Stored data entries
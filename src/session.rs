use tracing::{info, warn};

use crate::api;
use crate::models::UserProfile;
use crate::query_cache::{fetch_or_cached, QueryCache, QueryKey};
use crate::services::RequestClient;

/// Who is signed in, as far as the client knows.
#[derive(Debug, Clone, PartialEq, Eq)]
pub struct SessionState {
    pub loading: bool,
    pub user: Option<UserProfile>,
}

impl SessionState {
    pub fn loading() -> Self {
        Self {
            loading: true,
            user: None,
        }
    }

    pub fn anonymous() -> Self {
        Self {
            loading: false,
            user: None,
        }
    }

    pub fn signed_in(user: UserProfile) -> Self {
        Self {
            loading: false,
            user: Some(user),
        }
    }

    pub fn user_id(&self) -> Option<&str> {
        self.user.as_ref().map(|u| u.id.as_str())
    }
}

/// Resolve the session once. Any failure leaves the user signed out;
/// only non-401 failures are worth a warning.
pub async fn load_session<C: RequestClient>(client: &C, cache: &QueryCache) -> SessionState {
    match fetch_or_cached(cache, QueryKey::current_user(), || api::current_user(client)).await {
        Ok(user) => {
            info!("Signed in as user {}", user.id);
            SessionState::signed_in(user)
        }
        Err(e) if e.is_unauthorized() => SessionState::anonymous(),
        Err(e) => {
            warn!("Failed to load session: {}", e);
            SessionState::anonymous()
        }
    }
}
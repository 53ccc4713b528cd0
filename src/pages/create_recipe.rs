use std::rc::Rc;

use leptos::prelude::*;
use wasm_bindgen_futures::spawn_local;

use crate::app::AppContext;
use crate::browser::FetchClient;
use crate::components::bottom_nav::BottomNav;
use crate::components::difficulty_toggle::DifficultyToggle;
use crate::components::image_uploader::ImageUploader;
use crate::components::status_screen::{LoadingScreen, LoginPrompt};
use crate::models::{Difficulty, RecipeField};
use crate::view_state::auth::AuthGate;
use crate::view_state::create_recipe::{CreateRecipeController, CreateRecipeState};
use crate::view_state::upload::UploadPhase;

type Controller = StoredValue<Rc<CreateRecipeController<FetchClient>>, LocalStorage>;

#[component]
pub fn CreateRecipePage() -> impl IntoView {
    let ctx = expect_context::<AppContext>();
    let revision = RwSignal::new(0u64);
    let services = ctx.services.get_value();
    let controller: Controller = StoredValue::new_local(Rc::new(CreateRecipeController::new(
        services,
        move || {
            revision.try_update(|r| *r += 1);
        },
    )));
    on_cleanup(move || {
        controller.try_with_value(|c| c.teardown());
    });

    let gate = Memo::new(move |_| AuthGate::from_session(&ctx.session.get()));

    move || match gate.get() {
        AuthGate::Loading => view! { <LoadingScreen /> }.into_any(),
        AuthGate::LoginRequired => {
            view! { <LoginPrompt message="You need to be signed in to share a recipe." /> }
                .into_any()
        }
        AuthGate::Ready => view! { <RecipeForm controller=controller revision=revision /> }.into_any(),
    }
}

fn snapshot(controller: Controller, revision: RwSignal<u64>) -> CreateRecipeState {
    revision.track();
    controller.try_with_value(|c| c.state()).unwrap_or_default()
}

#[component]
fn RecipeForm(controller: Controller, revision: RwSignal<u64>) -> impl IntoView {
    let state = move || snapshot(controller, revision);
    let submitting = move || state().submitting;

    let on_submit = move |ev: leptos::ev::SubmitEvent| {
        ev.prevent_default();
        let Some(c) = controller.try_get_value() else {
            return;
        };
        spawn_local(async move {
            let _ = c.submit().await;
        });
    };

    let on_close = move |_| {
        controller.try_with_value(|c| c.close());
    };

    let difficulty = Signal::derive(move || state().difficulty);
    let on_difficulty = Callback::new(move |d: Difficulty| {
        controller.try_with_value(|c| c.select_difficulty(d));
    });

    let image_url = Signal::derive(move || state().image_url);
    let upload_status = Signal::derive(move || match state().upload {
        UploadPhase::Idle => None,
        UploadPhase::RequestingTarget => Some("Preparing upload...".to_string()),
        UploadPhase::Transferring { file_name } => Some(format!("Uploading {}...", file_name)),
    });
    let on_files = Callback::new(move |files: Vec<web_sys::File>| {
        let Some(c) = controller.try_get_value() else {
            return;
        };
        spawn_local(async move {
            c.attach_image(files).await;
        });
    });
    let on_remove = Callback::new(move |_: ()| {
        controller.try_with_value(|c| c.remove_image());
    });

    view! {
        <div class="page create-page">
            <header class="page-header">
                <button type="button" class="btn btn-ghost" aria-label="Close" on:click=on_close>
                    "\u{2715}"
                </button>
                <h2>"Create Recipe"</h2>
            </header>

            <form class="recipe-form" on:submit=on_submit>
                <ImageUploader
                    image_url=image_url
                    status=upload_status
                    on_files=on_files
                    on_remove=on_remove
                />

                <RecipeInput controller=controller revision=revision field=RecipeField::Title placeholder="What are you making?" />
                <RecipeInput
                    controller=controller
                    revision=revision
                    field=RecipeField::Description
                    placeholder="Tell us about this dish"
                    multiline=true
                />

                <div class="form-row">
                    <RecipeInput controller=controller revision=revision field=RecipeField::CookTime placeholder="e.g. 45 min" />
                    <RecipeInput controller=controller revision=revision field=RecipeField::Servings placeholder="e.g. 4" />
                </div>

                <div class="form-group">
                    <label class="form-label">"Difficulty"</label>
                    <DifficultyToggle selected=difficulty on_select=on_difficulty />
                </div>

                <RecipeInput
                    controller=controller
                    revision=revision
                    field=RecipeField::Ingredients
                    placeholder="One ingredient per line"
                    multiline=true
                />
                <RecipeInput
                    controller=controller
                    revision=revision
                    field=RecipeField::Instructions
                    placeholder="Step by step"
                    multiline=true
                />

                <button type="submit" class="btn btn-primary btn-block" disabled=submitting>
                    {move || {
                        revision.track();
                        controller.try_with_value(|c| c.submit_label()).unwrap_or("Post")
                    }}
                </button>
            </form>
        </div>
        <BottomNav />
    }
}

#[component]
fn RecipeInput(
    controller: Controller,
    revision: RwSignal<u64>,
    field: RecipeField,
    placeholder: &'static str,
    #[prop(optional)] multiline: bool,
) -> impl IntoView {
    let value = move || snapshot(controller, revision).fields.get(field).to_string();
    let error = move || {
        snapshot(controller, revision)
            .errors
            .get(field)
            .map(str::to_string)
    };
    let on_input = move |ev: leptos::ev::Event| {
        let text = event_target_value(&ev);
        controller.try_with_value(|c| c.set_field(field, text));
    };
    let input_id = format!("recipe-{}", field.label().to_lowercase().replace(' ', "-"));

    let control = if multiline {
        view! {
            <textarea
                id=input_id.clone()
                class="form-input form-textarea"
                rows="4"
                placeholder=placeholder
                prop:value=value
                on:input=on_input
            ></textarea>
        }
        .into_any()
    } else {
        view! {
            <input
                id=input_id.clone()
                type="text"
                class="form-input"
                placeholder=placeholder
                prop:value=value
                on:input=on_input
            />
        }
        .into_any()
    };

    view! {
        <div class="form-group" class:form-group-invalid=move || error().is_some()>
            <label class="form-label" for=input_id>{field.label()}</label>
            {control}
            {move || error().map(|message| view! { <p class="form-error">{message}</p> })}
        </div>
    }
}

• Your objective:
Each entry above needs to be retyped exactly.

• Written response:
filename src/session.rs
use tracing::{info, warn};

use crate::api;
use crate::models::UserProfile;
use crate::query_cache::{fetch_or_cached, QueryCache, QueryKey};
use crate::services::RequestClient;

/// Who is signed in, as far as the client knows.
#[derive(Debug, Clone, PartialEq, Eq)]
pub struct SessionState {
    pub loading: bool,
    pub user: Option<UserProfile>,
}

impl SessionState {
    pub fn loading() -> Self {
        Self {
            loading: true,
            user: None,
        }
    }

    pub fn anonymous() -> Self {
        Self {
            loading: false,
            user: None,
        }
    }

    pub fn signed_in(user: UserProfile) -> Self {
        Self {
            loading: false,
            user: Some(user),
        }
    }

    pub fn user_id(&self) -> Option<&str> {
        self.user.as_ref().map(|u| u.id.as_str())
    }
}

/// Resolve the session once. Any failure leaves the user signed out;
/// only non-401 failures are worth a warning.
pub async fn load_session<C: RequestClient>(client: &C, cache: &QueryCache) -> SessionState {
    match fetch_or_cached(cache, QueryKey::current_user(), || api::current_user(client)).await {
        Ok(user) => {
            info!("Signed in as user {}", user.id);
            SessionState::signed_in(user)
        }
        Err(e) if e.is_unauthorized() => SessionState::anonymous(),
        Err(e) => {
            warn!("Failed to load session: {}", e);
            SessionState::anonymous()
        }
    }
}
repository 53ccc4713b528cd0
filename src/pages/create_recipe.rs
use std::rc::Rc;

use leptos::prelude::*;
use wasm_bindgen_futures::spawn_local;

use crate::app::AppContext;
use crate::browser::FetchClient;
use crate::components::bottom_nav::BottomNav;
use crate::components::difficulty_toggle::DifficultyToggle;
use crate::components::image_uploader::ImageUploader;
use crate::components::status_screen::{LoadingScreen, LoginPrompt};
use crate::models::{Difficulty, RecipeField};
use crate::view_state::auth::AuthGate;
use crate::view_state::create_recipe::{CreateRecipeController, CreateRecipeState};
use crate::view_state::upload::UploadPhase;

type Controller = StoredValue<Rc<CreateRecipeController<FetchClient>>, LocalStorage>;

#[component]
pub fn CreateRecipePage() -> impl IntoView {
    let ctx = expect_context::<AppContext>();
    let revision = RwSignal::new(0u64);
    let services = ctx.services.get_value();
    let controller: Controller = StoredValue::new_local(Rc::new(CreateRecipeController::new(
        services,
        move || {
            revision.try_update(|r| *r += 1);
        },
    )));
    on_cleanup(move || {
        controller.try_with_value(|c| c.teardown());
    });

    let gate = Memo::new(move |_| AuthGate::from_session(&ctx.session.get()));

    move || match gate.get() {
        AuthGate::Loading => view! { <LoadingScreen /> }.into_any(),
        AuthGate::LoginRequired => {
            view! { <LoginPrompt message="You need to be signed in to share a recipe." /> }
                .into_any()
        }
        AuthGate::Ready => view! { <RecipeForm controller=controller revision=revision /> }.into_any(),
    }
}

fn snapshot(controller: Controller, revision: RwSignal<u64>) -> CreateRecipeState {
    revision.track();
    controller.try_with_value(|c| c.state()).unwrap_or_default()
}

#[component]
fn RecipeForm(controller: Controller, revision: RwSignal<u64>) -> impl IntoView {
    let state = move || snapshot(controller, revision);
    let submitting = move || state().submitting;

    let on_submit = move |ev: leptos::ev::SubmitEvent| {
        ev.prevent_default();
        let Some(c) = controller.try_get_value() else {
            return;
        };
        spawn_local(async move {
            let _ = c.submit().await;
        });
    };

    let on_close = move |_| {
        controller.try_with_value(|c| c.close());
    };

    let difficulty = Signal::derive(move || state().difficulty);
    let on_difficulty = Callback::new(move |d: Difficulty| {
        controller.try_with_value(|c| c.select_difficulty(d));
    });

    let image_url = Signal::derive(move || state().image_url);
    let upload_status = Signal::derive(move || match state().upload {
        UploadPhase::Idle => None,
        UploadPhase::RequestingTarget => Some("Preparing upload...".to_string()),
        UploadPhase::Transferring { file_name } => Some(format!("Uploading {}...", file_name)),
    });
    let on_files = Callback::new(move |files: Vec<web_sys::File>| {
        let Some(c) = controller.try_get_value() else {
            return;
        };
        spawn_local(async move {
            c.attach_image(files).await;
        });
    });
    let on_remove = Callback::new(move |_: ()| {
        controller.try_with_value(|c| c.remove_image());
    });

    view! {
        <div class="page create-page">
            <header class="page-header">
                <button type="button" class="btn btn-ghost" aria-label="Close" on:click=on_close>
                    "\u{2715}"
                </button>
                <h2>"Create Recipe"</h2>
            </header>

            <form class="recipe-form" on:submit=on_submit>
                <ImageUploader
                    image_url=image_url
                    status=upload_status
                    on_files=on_files
                    on_remove=on_remove
                />

                <RecipeInput controller=controller revision=revision field=RecipeField::Title placeholder="What are you making?" />
                <RecipeInput
                    controller=controller
                    revision=revision
                    field=RecipeField::Description
                    placeholder="Tell us about this dish"
                    multiline=true
                />

                <div class="form-row">
                    <RecipeInput controller=controller revision=revision field=RecipeField::CookTime placeholder="e.g. 45 min" />
                    <RecipeInput controller=controller revision=revision field=RecipeField::Servings placeholder="e.g. 4" />
                </div>

                <div class="form-group">
                    <label class="form-label">"Difficulty"</label>
                    <DifficultyToggle selected=difficulty on_select=on_difficulty />
                </div>

                <RecipeInput
                    controller=controller
                    revision=revision
                    field=RecipeField::Ingredients
                    placeholder="One ingredient per line"
                    multiline=true
                />
                <RecipeInput
                    controller=controller
                    revision=revision
                    field=RecipeField::Instructions
                    placeholder="Step by step"
                    multiline=true
                />

                <button type="submit" class="btn btn-primary btn-block" disabled=submitting>
                    {move || {
                        revision.track();
                        controller.try_with_value(|c| c.submit_label()).unwrap_or("Post")
                    }}
                </button>
            </form>
        </div>
        <BottomNav />
    }
}

#[component]
fn RecipeInput(
    controller: Controller,
    revision: RwSignal<u64>,
    field: RecipeField,
    placeholder: &'static str,
    #[prop(optional)] multiline: bool,
) -> impl IntoView {
    let value = move || snapshot(controller, revision).fields.get(field).to_string();
    let error = move || {
        snapshot(controller, revision)
            .errors
            .get(field)
            .map(str::to_string)
    };
    let on_input = move |ev: leptos::ev::Event| {
        let text = event_target_value(&ev);
        controller.try_with_value(|c| c.set_field(field, text));
    };
    let input_id = format!("recipe-{}", field.label().to_lowercase().replace(' ', "-"));

    let control = if multiline {
        view! {
            <textarea
                id=input_id.clone()
                class="form-input form-textarea"
                rows="4"
                placeholder=placeholder
                prop:value=value
                on:input=on_input
            ></textarea>
        }
        .into_any()
    } else {
        view! {
            <input
                id=input_id.clone()
                type="text"
                class="form-input"
                placeholder=placeholder
                prop:value=value
                on:input=on_input
            />
        }
        .into_any()
    };

    view! {
        <div class="form-group" class:form-group-invalid=move || error().is_some()>
            <label class="form-label" for=input_id>{field.label()}</label>
            {control}
            {move || error().map(|message| view! { <p class="form-error">{message}</p> })}
        </div>
    }
}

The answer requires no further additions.